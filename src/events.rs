//! Event bus module.
//!
//! A type-keyed publish/subscribe bus owned by the [`Encounter`]. Dispatch is
//! synchronous and reentrant: handlers may subscribe, unsubscribe and
//! publish while an event is in flight.
//!
//! Each dispatch takes a snapshot of the matching subscribers, releases the
//! registry, and checks every snapshot entry is still registered right
//! before calling it. A handler added during dispatch misses the in-flight
//! event. A handler removed during dispatch is skipped.
//!
//! [`Encounter`]: crate::Encounter

use crate::entity::EntityId;
use crate::vitals::DamageType;
use serde::{Deserialize, Serialize};
use std::any::{Any, TypeId};
use std::cell::{Cell, RefCell};
use std::collections::{BTreeMap, HashMap};
use std::fmt;
use std::rc::Rc;
use tracing::trace;

/// Which publications a subscription receives.
#[derive(Debug, Clone, PartialEq, Eq, Hash)]
pub enum Scope {
    /// Every publication of the event type.
    Any,
    /// Publications addressed to this entity.
    Entity(EntityId),
}

impl Scope {
    fn matches(&self, entity: &EntityId) -> bool {
        match self {
            Scope::Any => true,
            Scope::Entity(id) => id == entity,
        }
    }
}

/// Handle returned by [`EventBus::subscribe`].
#[derive(Debug, Clone, PartialEq, Eq, Hash)]
pub struct Subscription {
    id: u64,
    event: TypeId,
}

type Handler = Rc<dyn Fn(&dyn Any)>;

#[derive(Clone)]
struct Binding {
    id: u64,
    scope: Scope,
    handler: Handler,
}

/// Synchronous, type-keyed event bus.
///
/// # Examples
///
/// ```rust
/// use std::cell::Cell;
/// use std::rc::Rc;
/// use zzcombat::{EntityId, EventBus, Scope};
///
/// struct Ping(u32);
///
/// let bus = EventBus::new();
/// let seen = Rc::new(Cell::new(0));
/// let sink = Rc::clone(&seen);
/// let sub = bus.subscribe(Scope::Any, move |p: &Ping| sink.set(sink.get() + p.0));
///
/// let hero = EntityId::from_str("hero");
/// assert_eq!(bus.publish(&hero, &Ping(3)), 1);
/// bus.unsubscribe(&sub);
/// assert_eq!(bus.publish(&hero, &Ping(3)), 0);
/// assert_eq!(seen.get(), 3);
/// ```
#[derive(Default)]
pub struct EventBus {
    next_id: Cell<u64>,
    bindings: RefCell<HashMap<TypeId, Vec<Binding>>>,
}

impl EventBus {
    pub fn new() -> Self {
        Self::default()
    }

    /// Register a handler for events of type `E`.
    pub fn subscribe<E, F>(&self, scope: Scope, handler: F) -> Subscription
    where
        E: 'static,
        F: Fn(&E) + 'static,
    {
        let id = self.next_id.get();
        self.next_id.set(id + 1);
        let event = TypeId::of::<E>();
        let handler: Handler = Rc::new(move |any: &dyn Any| {
            if let Some(e) = any.downcast_ref::<E>() {
                handler(e);
            }
        });
        self.bindings
            .borrow_mut()
            .entry(event)
            .or_default()
            .push(Binding { id, scope, handler });
        Subscription { id, event }
    }

    /// Remove a subscription. Returns whether it was registered.
    pub fn unsubscribe(&self, subscription: &Subscription) -> bool {
        let mut bindings = self.bindings.borrow_mut();
        let Some(list) = bindings.get_mut(&subscription.event) else {
            return false;
        };
        let before = list.len();
        list.retain(|b| b.id != subscription.id);
        before != list.len()
    }

    /// Deliver `event`, addressed to `entity`, to every matching handler.
    ///
    /// Returns how many handlers ran.
    pub fn publish<E: 'static>(&self, entity: &EntityId, event: &E) -> usize {
        let event_type = TypeId::of::<E>();
        let snapshot: Vec<Binding> = match self.bindings.borrow().get(&event_type) {
            Some(list) => list
                .iter()
                .filter(|b| b.scope.matches(entity))
                .cloned()
                .collect(),
            None => return 0,
        };

        let mut delivered = 0;
        for binding in snapshot {
            if !self.is_live(event_type, binding.id) {
                continue;
            }
            (binding.handler)(event);
            delivered += 1;
        }
        trace!(
            event = std::any::type_name::<E>(),
            %entity,
            delivered,
            "event published"
        );
        delivered
    }

    /// Number of handlers registered for `E`, in any scope.
    pub fn subscriber_count<E: 'static>(&self) -> usize {
        self.bindings
            .borrow()
            .get(&TypeId::of::<E>())
            .map_or(0, Vec::len)
    }

    /// Drop every subscription.
    pub fn clear(&self) {
        self.bindings.borrow_mut().clear();
    }

    fn is_live(&self, event: TypeId, id: u64) -> bool {
        self.bindings
            .borrow()
            .get(&event)
            .is_some_and(|list| list.iter().any(|b| b.id == id))
    }
}

impl fmt::Debug for EventBus {
    fn fmt(&self, f: &mut fmt::Formatter<'_>) -> fmt::Result {
        let total: usize = self.bindings.borrow().values().map(Vec::len).sum();
        f.debug_struct("EventBus")
            .field("subscriptions", &total)
            .finish()
    }
}

/// Published to the receiver when it takes damage.
#[derive(Debug, Clone, PartialEq, Serialize, Deserialize)]
pub struct DamageTaken {
    pub target: EntityId,
    pub source: EntityId,
    pub amount: i32,
    pub by_type: BTreeMap<DamageType, i32>,
}

/// Published to the source when its damage lands.
#[derive(Debug, Clone, PartialEq, Serialize, Deserialize)]
pub struct DamageDealt {
    pub source: EntityId,
    pub target: EntityId,
    pub amount: i32,
}

/// Published to the receiver of healing.
#[derive(Debug, Clone, PartialEq, Serialize, Deserialize)]
pub struct Healed {
    pub target: EntityId,
    pub source: EntityId,
    pub amount: i32,
}

/// Published to the source of healing.
#[derive(Debug, Clone, PartialEq, Serialize, Deserialize)]
pub struct HealingDone {
    pub source: EntityId,
    pub target: EntityId,
    pub amount: i32,
}

/// Published to a character the first time its health reaches zero.
#[derive(Debug, Clone, PartialEq, Serialize, Deserialize)]
pub struct CharacterDowned {
    pub entity: EntityId,
    pub by: EntityId,
}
▬▬▬▬▬▬▬▬▬▬
> **WORK TO COMPLETE**
Using the listing above, list every line in which the string "keyed" occurs.

> **EXERCISE OUTPUT**
//! A type-keyed publish/subscribe bus owned by the [`Encounter`]. Dispatch is
/// Synchronous, type-keyed event bus.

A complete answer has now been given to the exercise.